The disclosed technology relates generally to chemical reactors configured to produce chemical substances through electric discharge.
Electric chemical reactions are often used to manufacture particular chemical substances, including by high voltage discharge. One example is the production of a desired molecular substance by plasma reaction of an input gas. The plasma is effective in breaking chemical bonds, thereby facilitating the creation of other chemical bonds. Plasma is used in the production of many desirable chemicals such as producing ammonia from nitrogen and hydrogen, converting carbon dioxide into useful hydrocarbons, and generating ozone from oxygen.
An example of an electric discharge reactor has a reaction cell that receives an input chemical fluid such as a gas or liquid. In some cases the reaction cell may also be pressurized depending upon the particular reaction. The reaction cell typically includes two electrodes of opposing polarity, which in some cases are configured as electrode plates. In some cases a dielectric material is also positioned between the electrodes. For example, in some cases the dielectric material may be deposited on the surface of one of the electrodes. During operation, the input fluid is directed through a passage between the two electrodes and a high voltage is applied. When the applied voltage reaches a sufficient threshold, the electric field between the electrodes breaks down, causing electricity to discharge through the input fluid. The resulting electric current has the ability to break some of the chemical bonds of the input fluid, thereby forming different types of desired molecules.

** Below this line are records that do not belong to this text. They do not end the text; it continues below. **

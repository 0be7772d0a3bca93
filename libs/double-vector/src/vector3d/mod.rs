//! Double-precision 3D vector.
//!
//! Mirrors [`Vector2D`](crate::Vector2D) with a `z` axis and the
//! `FORWARD`/`BACK` directions. Scalars, interpolation factors, magnitude
//! and dot product stay at `f32` for single-precision call sites; storage,
//! squared magnitude, distance and cross product are `f64`.

use std::fmt;
use std::hash::{Hash, Hasher};
use std::ops::{Index, IndexMut};

use config::constants::{DEFAULT_NUMBER_DECIMAL_DIGITS, K_EPSILON, K_EPSILON_NORMAL_SQRT};
use tracing::trace;

use crate::error::FormatResult;
use crate::format::{self, NumberFormat, NumberLocale};
use crate::ops::impl_vector_ops;
use crate::scalar;

/// A 3D vector with `f64` components.
///
/// Equality follows the same contract as [`Vector2D`](crate::Vector2D):
/// `==` compares squared distance against `K_EPSILON²` and is false when
/// any difference is `NaN`; [`Vector3D::equals`] is exact and is what
/// [`Hash`] agrees with.
///
/// # Examples
/// ```
/// use double_vector::Vector3D;
///
/// let sum = Vector3D::new(1.0, 2.0, 3.0) + Vector3D::new(4.0, 5.0, 6.0);
/// assert_eq!(sum, Vector3D::new(5.0, 7.0, 9.0));
/// ```
#[derive(Debug, Clone, Copy, Default)]
pub struct Vector3D {
    /// X component.
    pub x: f64,
    /// Y component.
    pub y: f64,
    /// Z component.
    pub z: f64,
}

impl Vector3D {
    /// Threshold for `==` and the normalization guard.
    pub const K_EPSILON: f64 = K_EPSILON;
    /// Reserved finer tolerance.
    pub const K_EPSILON_NORMAL_SQRT: f64 = K_EPSILON_NORMAL_SQRT;

    /// `(0, 0, 0)`
    pub const ZERO: Self = Self::new(0.0, 0.0, 0.0);
    /// `(1, 1, 1)`
    pub const ONE: Self = Self::new(1.0, 1.0, 1.0);
    /// `(0, 1, 0)`
    pub const UP: Self = Self::new(0.0, 1.0, 0.0);
    /// `(0, -1, 0)`
    pub const DOWN: Self = Self::new(0.0, -1.0, 0.0);
    /// `(-1, 0, 0)`
    pub const LEFT: Self = Self::new(-1.0, 0.0, 0.0);
    /// `(1, 0, 0)`
    pub const RIGHT: Self = Self::new(1.0, 0.0, 0.0);
    /// `(0, 0, 1)`
    pub const FORWARD: Self = Self::new(0.0, 0.0, 1.0);
    /// `(0, 0, -1)`
    pub const BACK: Self = Self::new(0.0, 0.0, -1.0);
    /// All components `+∞`.
    pub const POSITIVE_INFINITY: Self = Self::new(f64::INFINITY, f64::INFINITY, f64::INFINITY);
    /// All components `-∞`.
    pub const NEGATIVE_INFINITY: Self =
        Self::new(f64::NEG_INFINITY, f64::NEG_INFINITY, f64::NEG_INFINITY);

    /// Creates a vector. Any value is accepted, including `NaN`.
    #[inline]
    pub const fn new(x: f64, y: f64, z: f64) -> Self {
        Self { x, y, z }
    }

    /// Overwrites all components.
    pub fn set(&mut self, x: f64, y: f64, z: f64) {
        self.x = x;
        self.y = y;
        self.z = z;
    }

    /// Component by axis index, `None` past the last axis.
    pub fn get(&self, index: usize) -> Option<f64> {
        match index {
            0 => Some(self.x),
            1 => Some(self.y),
            2 => Some(self.z),
            _ => None,
        }
    }

    /// Interpolates from `a` to `b`, with `t` clamped to `[0, 1]`.
    pub fn lerp(a: Self, b: Self, t: f32) -> Self {
        Self::lerp_unclamped(a, b, scalar::clamp01(t))
    }

    /// Interpolates from `a` to `b` without clamping.
    ///
    /// # Examples
    /// ```
    /// use double_vector::Vector3D;
    /// let p = Vector3D::lerp_unclamped(Vector3D::ZERO, Vector3D::FORWARD, 3.0);
    /// assert_eq!(p, Vector3D::new(0.0, 0.0, 3.0));
    /// ```
    pub fn lerp_unclamped(a: Self, b: Self, t: f32) -> Self {
        let t = f64::from(t);
        Self::new(
            a.x + (b.x - a.x) * t,
            a.y + (b.y - a.y) * t,
            a.z + (b.z - a.z) * t,
        )
    }

    /// Component-wise product.
    pub fn scale(a: Self, b: Self) -> Self {
        a * b
    }

    /// Multiplies this vector component-wise by `scale` in place.
    pub fn scale_in_place(&mut self, scale: Self) {
        self.x *= scale.x;
        self.y *= scale.y;
        self.z *= scale.z;
    }

    /// Multiplies all components by `factor` in place.
    pub fn scale_by(&mut self, factor: f32) {
        let factor = f64::from(factor);
        self.x *= factor;
        self.y *= factor;
        self.z *= factor;
    }

    /// Scales this vector to unit length in place, or sets it to
    /// [`ZERO`](Self::ZERO) when the `f32` magnitude does not exceed
    /// `K_EPSILON`.
    ///
    /// # Examples
    /// ```
    /// use double_vector::Vector3D;
    /// let mut v = Vector3D::new(3.0, 4.0, 0.0);
    /// v.normalize();
    /// assert_eq!(v, Vector3D::new(0.6, 0.8, 0.0));
    /// ```
    pub fn normalize(&mut self) {
        let mag = self.magnitude();
        if f64::from(mag) > Self::K_EPSILON {
            *self = *self / mag;
        } else {
            trace!(
                x = self.x,
                y = self.y,
                z = self.z,
                "vector too short to normalize, using zero"
            );
            *self = Self::ZERO;
        }
    }

    /// Unit-length copy of this vector.
    pub fn normalized(self) -> Self {
        let mut v = self;
        v.normalize();
        v
    }

    /// Dot product, narrowed to `f32`.
    pub fn dot(lhs: Self, rhs: Self) -> f32 {
        (lhs.x * rhs.x + lhs.y * rhs.y + lhs.z * rhs.z) as f32
    }

    /// Cross product at full precision.
    ///
    /// # Examples
    /// ```
    /// use double_vector::Vector3D;
    /// let up = Vector3D::cross(Vector3D::FORWARD, Vector3D::RIGHT);
    /// assert_eq!(up, Vector3D::UP);
    /// ```
    pub fn cross(lhs: Self, rhs: Self) -> Self {
        Self::new(
            lhs.y * rhs.z - lhs.z * rhs.y,
            lhs.z * rhs.x - lhs.x * rhs.z,
            lhs.x * rhs.y - lhs.y * rhs.x,
        )
    }

    /// Length, narrowed to `f32`.
    pub fn magnitude(self) -> f32 {
        self.sqr_magnitude().sqrt() as f32
    }

    /// Squared length at full precision.
    pub fn sqr_magnitude(self) -> f64 {
        self.x * self.x + self.y * self.y + self.z * self.z
    }

    /// Euclidean distance at full precision.
    pub fn distance(a: Self, b: Self) -> f64 {
        let diff_x = a.x - b.x;
        let diff_y = a.y - b.y;
        let diff_z = a.z - b.z;
        (diff_x * diff_x + diff_y * diff_y + diff_z * diff_z).sqrt()
    }

    /// Component-wise minimum, `NaN`-propagating.
    ///
    /// # Examples
    /// ```
    /// use double_vector::Vector3D;
    /// let m = Vector3D::min(Vector3D::new(1.0, 5.0, -2.0), Vector3D::new(3.0, 2.0, -2.0));
    /// assert_eq!(m, Vector3D::new(1.0, 2.0, -2.0));
    /// ```
    pub fn min(lhs: Self, rhs: Self) -> Self {
        Self::new(
            scalar::min(lhs.x, rhs.x),
            scalar::min(lhs.y, rhs.y),
            scalar::min(lhs.z, rhs.z),
        )
    }

    /// Component-wise maximum, `NaN`-propagating.
    pub fn max(lhs: Self, rhs: Self) -> Self {
        Self::new(
            scalar::max(lhs.x, rhs.x),
            scalar::max(lhs.y, rhs.y),
            scalar::max(lhs.z, rhs.z),
        )
    }

    /// Exact component equality.
    pub fn equals(&self, other: &Self) -> bool {
        self.x == other.x && self.y == other.y && self.z == other.z
    }

    /// Formats as `"(x, y, z)"` with an optional specifier (default `"F2"`)
    /// and locale (default invariant).
    pub fn to_string_with(
        &self,
        format: Option<&str>,
        locale: Option<&NumberLocale>,
    ) -> FormatResult<String> {
        format::format_components(&[self.x, self.y, self.z], format, locale)
    }

    /// Narrows to a single-precision `glam` vector.
    pub fn as_vec3(self) -> glam::Vec3 {
        glam::Vec3::new(self.x as f32, self.y as f32, self.z as f32)
    }
}

impl_vector_ops!(Vector3D { x, y, z });

impl PartialEq for Vector3D {
    fn eq(&self, other: &Self) -> bool {
        // False in the presence of NaN values.
        let diff_x = self.x - other.x;
        let diff_y = self.y - other.y;
        let diff_z = self.z - other.z;
        diff_x * diff_x + diff_y * diff_y + diff_z * diff_z < Self::K_EPSILON * Self::K_EPSILON
    }
}

impl Hash for Vector3D {
    fn hash<H: Hasher>(&self, state: &mut H) {
        scalar::canonical_bits(self.x).hash(state);
        scalar::canonical_bits(self.y).hash(state);
        scalar::canonical_bits(self.z).hash(state);
    }
}

impl fmt::Display for Vector3D {
    fn fmt(&self, f: &mut fmt::Formatter<'_>) -> fmt::Result {
        let spec = NumberFormat::fixed(f.precision().unwrap_or(DEFAULT_NUMBER_DECIMAL_DIGITS));
        f.write_str(&format::join_components(
            &[self.x, self.y, self.z],
            &spec,
            NumberLocale::invariant(),
        ))
    }
}

impl Index<usize> for Vector3D {
    type Output = f64;

    #[allow(clippy::panic)]
    fn index(&self, index: usize) -> &f64 {
        match index {
            0 => &self.x,
            1 => &self.y,
            2 => &self.z,
            _ => panic!("Invalid Vector3D index {index}"),
        }
    }
}

impl IndexMut<usize> for Vector3D {
    #[allow(clippy::panic)]
    fn index_mut(&mut self, index: usize) -> &mut f64 {
        match index {
            0 => &mut self.x,
            1 => &mut self.y,
            2 => &mut self.z,
            _ => panic!("Invalid Vector3D index {index}"),
        }
    }
}

impl From<[f64; 3]> for Vector3D {
    fn from([x, y, z]: [f64; 3]) -> Self {
        Self::new(x, y, z)
    }
}

impl From<(f64, f64, f64)> for Vector3D {
    fn from((x, y, z): (f64, f64, f64)) -> Self {
        Self::new(x, y, z)
    }
}

impl From<Vector3D> for [f64; 3] {
    fn from(v: Vector3D) -> Self {
        [v.x, v.y, v.z]
    }
}

impl From<glam::DVec3> for Vector3D {
    fn from(v: glam::DVec3) -> Self {
        Self::new(v.x, v.y, v.z)
    }
}

impl From<Vector3D> for glam::DVec3 {
    fn from(v: Vector3D) -> Self {
        glam::DVec3::new(v.x, v.y, v.z)
    }
}

impl From<glam::Vec3> for Vector3D {
    fn from(v: glam::Vec3) -> Self {
        Self::new(f64::from(v.x), f64::from(v.y), f64::from(v.z))
    }
}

While electric discharge reactors are useful for manufacturing various gases and other chemical products, the reactors can also have undesirable aspects. As an example, the fluid passage(s) extending through a reaction cell are generally very narrow and are thus prone to becoming contaminated with water or debris carried by the input fluid. The contamination leads to the need to frequently remove and service or replace particular reaction cells. In addition, to achieve the desired electric discharge, a reaction cell is connected to a high-power source such as a transformer driven by a high frequency electronic power converter. The high frequency operation of the transformer can be a source of unwanted electrical noise. Another undesirable aspect of electric discharge reactors is that the electric discharge process is often inefficient, leading to the wasteful generation of much heat. In some cases a reaction cell is cooled with air, water, or another coolant to enable continuing operation of the cell.
Multiple reaction cells are often used to generate a sufficient amount of a reactor product. Installing several reactors at a site while also addressing high frequency noise, removability, and connections to power, input, output, and coolant lines can be difficult. In some cases the complexity of the installation is increased because the reaction cells and associated transformers and power converters are separately mounted in a single cabinet.
There is thus a need in the art for improved electric chemical discharge reactors and associated systems and methods.
One general aspect of the disclosed technology includes an electric discharge reactor. The electric discharge reactor includes a frame supporting a power converter, a transformer and an electric discharge reaction cell. The frame is configured to mount to a vertical surface and includes a component plate extending in a vertical orientation when the frame is mounted to the vertical surface. The power converter and transformer are mounted to the component plate. The electric discharge reaction cell is mounted to the component plate below the power converter. The reaction cell includes at least one power connector configured to be electrically coupled with the power converter and the transformer, an input fluid connector configured to connect the reaction cell to a source of supply fluid for reacting in the reaction cell, an output fluid connector configured to provide a fluid produced by the reaction cell, and a liquid cooling system that includes first and second coolant connectors. According to various implementations, the mounted position of the reaction cell locates the first and second coolant connectors below the power converter, thereby enabling gravity to direct coolant escaping from the liquid cooling system, the first coolant connector, or the second coolant connector away from the power converter.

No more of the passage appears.